Doch jetzt geht’s erst richtig los. Jemand muss den Aufbau des neuen Banners designen. Vorder- und Rückseite. Doch was gehört wo drauf? Egal, Anna Schlechter erklärt sich bereit, etwas zu entwickeln, dann schauen wir weiter. Wir finden noch eine weitere Roverin, Mo, die das Ganze mit Anna zusammen erarbeitet. Es dauert einige Zeit und das Thema »Banner« verläuft im Zuge der laufenden Fahrtensaison ein wenig im Sande. Aber: Wir sind der Meinung, dass Karthago ein neues Banner braucht!
Nach einiger Zeit erhalten wir die Skizze. Wir sind angenehm überrascht. Läuft! Doch wie groß soll das Banner sein? Wie groß die einzelnen Embleme? Kann das Banner bei der und der Größe überhaupt noch im Winde wehen? Einige meinen: »Ach, Größe ist egal, es kommt auf die Farbe an.« Andere sind mittlerweile doch von der Anordnung der Embleme abgeneigt. Welche Form sollen die Hintergründe der Embleme annehmen? Elliptisch, rund, quadratisch. Welches Wappen soll in welcher Höhe liegen? Jeder hat irgendwie seine eigene Vorstellung und wir kommen nur schwer zu einem Ergebnis. Bei circa 25 Leuten in der Leiterrunde auch gar nicht mal so einfach. Ist das Ganze überhaupt umsetzbar? Aber: Wir sind der Meinung, dass Karthago ein neues Banner braucht
Ein Banner mit Klettverschlusswappen, die man je nach Anlass variierend befestigen kann?
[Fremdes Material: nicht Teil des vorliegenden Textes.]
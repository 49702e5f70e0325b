use crate::models::ValidationIssue;
use crate::randomizer::SelectionError;
use crate::skin::SkinConflict;
use std::fmt;
use thiserror::Error;

#[derive(Debug, Clone, Copy, PartialEq, Eq)]
pub enum NodeKind {
    Section,
    Question,
}

impl fmt::Display for NodeKind {
    fn fmt(&self, f: &mut fmt::Formatter<'_>) -> fmt::Result {
        match self {
            NodeKind::Section => f.write_str("section"),
            NodeKind::Question => f.write_str("question"),
        }
    }
}

#[derive(Debug, Error)]
pub enum GenerationError {
    #[error("configuration error: {0}")]
    Configuration(String),

    #[error("invalid exam specification: {}", summarize(.0))]
    InvalidSpecification(Vec<ValidationIssue>),

    #[error("invalid roster: {}", summarize(.0))]
    InvalidRoster(Vec<ValidationIssue>),

    #[error("selection failed for student `{uniqname}` at {slot}: {source}")]
    Selection {
        uniqname: String,
        slot: String,
        #[source]
        source: SelectionError,
    },

    #[error("student `{uniqname}`: {slot} yielded {count} skins, expected exactly one")]
    SkinCount {
        uniqname: String,
        slot: String,
        count: usize,
    },

    #[error("student `{uniqname}`, question `{question_id}` in section `{section_id}`: {source}")]
    SkinConflict {
        uniqname: String,
        section_id: String,
        question_id: String,
        #[source]
        source: SkinConflict,
    },

    #[error("student `{uniqname}` was assigned {kind} `{id}` more than once")]
    DuplicateAssignment {
        uniqname: String,
        kind: NodeKind,
        id: String,
    },

    #[error("{kind} id `{id}` assigned to student `{uniqname}` refers to a different specification than earlier assignments of the same id")]
    SpecificationDrift {
        uniqname: String,
        kind: NodeKind,
        id: String,
    },

    #[error("student `{uniqname}` has {actual} points possible but student `{reference}` has {expected}")]
    PointTotalMismatch {
        uniqname: String,
        actual: f64,
        reference: String,
        expected: f64,
    },
}

fn summarize(issues: &[ValidationIssue]) -> String {
    issues
        .iter()
        .map(|i| format!("{} {}", i.field, i.issue))
        .collect::<Vec<_>>()
        .join("; ")
}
Nach und nach kommen mir Zweifel auf. Wer meinen Stamm etwas genauer kennt, kennt vielleicht auch das Verhältnis zu unserem Banner und vor allem den Umgang mit ihm. Es flog gerne schon mal geknüddelt in der Ecke rum, war teilweise verschollen, fungierte als Superman-Umhang für die jeweilige Stammesführung, diente als Trockentuch und musste für weitere Dinge herhalten, die Pfadfinder aus anderen Stämmen wahrscheinlich in Ohnmacht versetzen würden. Im Grunde scheinen uns Traditionen, beziehungsweise Regeln hinsichtlich des Banners, aus anderen Stämmen äußerst suspekt. Ja, genau, das ist doch eigentlich das, was uns ausmacht und zu unserer Stammeskultur auch dazu zählt: Uns selbst nicht zu ernst zu nehmen, selbst über uns lachen zu können und ja, auch gewissermaßen anders zu sein.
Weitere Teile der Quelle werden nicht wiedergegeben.